Climate change threatens world’s flamingo population: ‘Their very existence is at stake’

Kenya Wildlife Service is sounding the alarm on a new threat to flamingos in the country.

Lake Bogoria is home to half of the world’s population of flamingos, which is roughly 3.5 million total. Flamingos prefer shallow water, but as climate change disrupts ecosystems, water levels in the region are increasing. This is bringing in an invasive species of plant called prosopis juliflora shrubs or mathenge.

Flamingos are getting trapped in the prosopis which grows in the lakes the birds once relied on for food. When the birds touch down on the water to swoop in for algae, they become ensnared in the prosopis. Once they are trapped they can’t feed.

“We have never experienced a situation whereby the flamingos are being trapped by this invasive plant, the prosopis,” James Kimaru, senior warden for the Kenya Wildlife Service at Lake Bogoria National Reserve, told the Associated Press.

But the increasing water levels create other problems as well. Not only is it hospitable to invasive plant species, but it is inhospitable to the algae that the flamingos eat. Lake Bogario has expanded more than 10 square kilometers over the last decade due to heavy, unprecedented rains.

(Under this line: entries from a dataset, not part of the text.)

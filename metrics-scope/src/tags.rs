use std::collections::BTreeMap;

/// A set of tags.
///
/// Tags are kept ordered by key, which makes rendering them into an identity key deterministic.
pub type Tags = BTreeMap<String, String>;

/// Merges `overrides` on top of `base`.
///
/// Every tag from `base` is kept unless `overrides` has a tag with the same key, in which case the
/// value from `overrides` wins. When either side is missing or empty, the other side is returned
/// as-is, and merging two missing/empty sets returns `None`.
///
/// Neither input is modified.
pub fn merge_tags(base: Option<&Tags>, overrides: Option<&Tags>) -> Option<Tags> {
    let base = base.filter(|tags| !tags.is_empty());
    let overrides = overrides.filter(|tags| !tags.is_empty());

    match (base, overrides) {
        (None, None) => None,
        (Some(tags), None) | (None, Some(tags)) => Some(tags.clone()),
        (Some(base), Some(overrides)) => {
            let mut merged = base.clone();
            merged.extend(overrides.iter().map(|(k, v)| (k.clone(), v.clone())));
            Some(merged)
        }
    }
}
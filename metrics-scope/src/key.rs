//! Identity keys.
//!
//! An identity key is the canonical string form of a metric name plus its tags, and is what the
//! registry uses to decide whether two lookups refer to the same metric. Tags are rendered sorted
//! by key, so the insertion order of the tags never matters.
//!
//! The format is `<name>+<k1>=<v1>,<k2>=<v2>,...`.
use crate::Tags;

/// Separates the name from the rendered tags.
pub const KEY_NAME_SEPARATOR: char = '+';

/// Separates one rendered tag from the next.
pub const KEY_PAIR_SEPARATOR: char = ',';

/// Separates a tag key from its value.
pub const KEY_PAIR_SPLITTER: char = '=';

/// Generates the identity key for `name` and `tags`.
pub fn key_for_prefixed_string_map(name: &str, tags: &Tags) -> String {
    let tags_len = tags.iter().map(|(k, v)| k.len() + v.len() + 2).sum::<usize>();
    let mut key = String::with_capacity(name.len() + 1 + tags_len);
    key.push_str(name);
    key.push(KEY_NAME_SEPARATOR);
    write_tags(&mut key, tags);
    key
}

/// Generates the identity key for a set of tags on their own.
pub fn key_for_string_map(tags: &Tags) -> String {
    let mut key = String::new();
    write_tags(&mut key, tags);
    key
}

/// Extracts the metric name from an identity key.
///
/// Reporters that surface metrics by name use this to fold keys that differ only by tags back
/// into their shared name.
pub fn name_from_key(key: &str) -> &str {
    key.split_once(KEY_NAME_SEPARATOR).map_or(key, |(name, _)| name)
}

fn write_tags(key: &mut String, tags: &Tags) {
    // `Tags` iterates in key order already.
    for (i, (k, v)) in tags.iter().enumerate() {
        if i > 0 {
            key.push(KEY_PAIR_SEPARATOR);
        }
        key.push_str(k);
        key.push(KEY_PAIR_SPLITTER);
        key.push_str(v);
    }
}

It has become so big it has passed the jurisdiction of the National Reserve, making the birds more susceptible to harm from humans without the Reserve’s protection.

“This is new basically to us because and we are still documenting it to see what is the impact of this within this area, like in particular in Bogoria we counted 300 to 400 birds caught up in mathenge while we counted 400,000 lesser flamingos,” wildlife ecologist Paul Gacheru told the Associated Press.

About 8.8 percent of Kenya’s national GDP is from flamingo-related tourism.

“The flamingos provide a stunning view, but with the current situation, their very existence is at stake,” Kimaru told the Associated Press.